Scan the listing and work out how many lines contain the word "GeometryConfig". Nothing but the number should be given.
+++ Available data +++
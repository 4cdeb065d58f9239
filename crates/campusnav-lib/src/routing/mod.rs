//! Route planning façade over the navigation graph.
//!
//! This module provides:
//! - [`RouteAlgorithm`] - Supported search algorithms (Dijkstra, A*, BFS)
//! - [`RouteRequest`] - High-level route planning request
//! - [`RoutePlan`] - Planned route result with drawable waypoints
//! - [`plan_route`] - Main entry point for computing routes
//!
//! # Strategy Pattern
//!
//! Each algorithm is wrapped in its own [`RoutePlanner`] implementation, so the
//! orchestration in [`plan_route`] stays the same whichever search runs.
//!
//! # Example
//!
//! ```ignore
//! use campusnav_lib::{build_graph, load_campus, plan_route, GraphBuildOptions, RouteRequest};
//!
//! let campus = load_campus(Path::new("campus.json"))?;
//! let options = GraphBuildOptions::for_campus(&campus);
//! let graph = build_graph(&campus, &options);
//! let request = RouteRequest::new("Main Entrance", "Room 204");
//! let plan = plan_route(&campus, &graph, &request, &options.geometry)?;
//! println!("Route: {} hops, {:.1} m", plan.hop_count(), plan.distance);
//! ```

mod planner;

pub use planner::{select_planner, AStarPlanner, BfsPlanner, DijkstraPlanner, RoutePlanner};

use std::fmt;
use std::str::FromStr;

use serde::{Deserialize, Serialize};
use tracing::debug;

use crate::error::{Error, Result};
use crate::geometry::GeometryConfig;
use crate::graph::NavigationGraph;
use crate::model::CampusData;
use crate::path::{path_weight, AccessibilityFilter};
use crate::route::{floor_changes, path_length, to_waypoints, Waypoint};

/// Supported routing algorithms.
#[derive(Debug, Clone, Copy, PartialEq, Eq, Serialize, Deserialize, Default)]
#[serde(rename_all = "snake_case")]
pub enum RouteAlgorithm {
    /// Dijkstra's algorithm (weighted graph).
    #[default]
    Dijkstra,
    /// A* search (heuristic guided).
    #[serde(rename = "a-star")]
    AStar,
    /// Breadth-first search (fewest nodes, weights ignored).
    Bfs,
}

impl fmt::Display for RouteAlgorithm {
    fn fmt(&self, f: &mut fmt::Formatter<'_>) -> fmt::Result {
        let value = match self {
            RouteAlgorithm::Dijkstra => "dijkstra",
            RouteAlgorithm::AStar => "a-star",
            RouteAlgorithm::Bfs => "bfs",
        };
        f.write_str(value)
    }
}

impl FromStr for RouteAlgorithm {
    type Err = Error;

    fn from_str(s: &str) -> Result<Self> {
        match s.trim().to_ascii_lowercase().as_str() {
            "dijkstra" => Ok(RouteAlgorithm::Dijkstra),
            "a-star" | "astar" | "a*" => Ok(RouteAlgorithm::AStar),
            "bfs" => Ok(RouteAlgorithm::Bfs),
            other => Err(Error::InvalidOption {
                option: "algorithm".to_string(),
                reason: format!("unrecognised value '{other}'"),
            }),
        }
    }
}

/// High-level route planning request.
///
/// `start` and `goal` may be node ids or unit names; names are matched
/// case-insensitively against the campus.
#[derive(Debug, Clone)]
pub struct RouteRequest {
    pub start: String,
    pub goal: String,
    pub algorithm: RouteAlgorithm,
    pub filter: AccessibilityFilter,
}

impl RouteRequest {
    /// Dijkstra route without accessibility restrictions.
    pub fn new(start: impl Into<String>, goal: impl Into<String>) -> Self {
        Self {
            start: start.into(),
            goal: goal.into(),
            algorithm: RouteAlgorithm::default(),
            filter: AccessibilityFilter::default(),
        }
    }

    pub fn with_filter(mut self, filter: AccessibilityFilter) -> Self {
        self.filter = filter;
        self
    }

    pub fn with_algorithm(mut self, algorithm: RouteAlgorithm) -> Self {
        self.algorithm = algorithm;
        self
    }
}

/// Planned route returned by the library.
#[derive(Debug, Clone, Serialize)]
pub struct RoutePlan {
    pub algorithm: RouteAlgorithm,
    pub filter: AccessibilityFilter,
    /// Resolved start node id.
    pub start: String,
    /// Resolved goal node id.
    pub goal: String,
    /// Node ids from start to goal inclusive.
    pub steps: Vec<String>,
    pub waypoints: Vec<Waypoint>,
    /// Horizontal walking distance; floor changes add nothing.
    pub distance: f64,
    /// Sum of edge weights, including vertical penalties.
    pub total_weight: f64,
    pub floor_changes: usize,
}

impl RoutePlan {
    /// Number of hops in the route.
    pub fn hop_count(&self) -> usize {
        self.steps.len().saturating_sub(1)
    }

    pub fn is_empty(&self) -> bool {
        self.steps.is_empty()
    }
}

/// Map a request endpoint onto a graph node id.
///
/// Node ids win over names. A known unit that was left out of the graph
/// (restricted or inaccessible) has no route by definition.
fn resolve_endpoint(
    campus: &CampusData,
    graph: &NavigationGraph,
    query: &str,
    request: &RouteRequest,
) -> Result<String> {
    if graph.contains(query) {
        return Ok(query.to_string());
    }

    let unit = campus.resolve_unit(query)?;
    if graph.contains(&unit.id) {
        return Ok(unit.id.clone());
    }

    debug!(unit = %unit.id, "endpoint is not part of the navigation graph");
    Err(Error::RouteNotFound {
        start: request.start.clone(),
        goal: request.goal.clone(),
    })
}

/// Compute a route using the requested algorithm and accessibility filter.
///
/// This is the main entry point for route planning. It:
/// 1. Resolves start and goal to graph nodes
/// 2. Selects the planner strategy
/// 3. Executes the search
/// 4. Materialises waypoints and distance for the result
pub fn plan_route(
    campus: &CampusData,
    graph: &NavigationGraph,
    request: &RouteRequest,
    geometry: &GeometryConfig,
) -> Result<RoutePlan> {
    let start = resolve_endpoint(campus, graph, &request.start, request)?;
    let goal = resolve_endpoint(campus, graph, &request.goal, request)?;

    let planner = select_planner(request, geometry);
    debug!(
        algorithm = %planner.algorithm(),
        filter = %request.filter,
        start = %start,
        goal = %goal,
        "planning route"
    );

    let steps = planner
        .find_path(graph, &start, &goal, &request.filter)
        .ok_or_else(|| Error::RouteNotFound {
            start: request.start.clone(),
            goal: request.goal.clone(),
        })?;

    let waypoints = to_waypoints(graph, &steps);
    let distance = path_length(&waypoints, geometry);
    let floor_changes = floor_changes(&waypoints);
    let total_weight = path_weight(graph, &steps).unwrap_or(0.0);

    Ok(RoutePlan {
        algorithm: request.algorithm,
        filter: request.filter,
        start,
        goal,
        steps,
        waypoints,
        distance,
        total_weight,
        floor_changes,
    })
}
+++
Output for this task: 2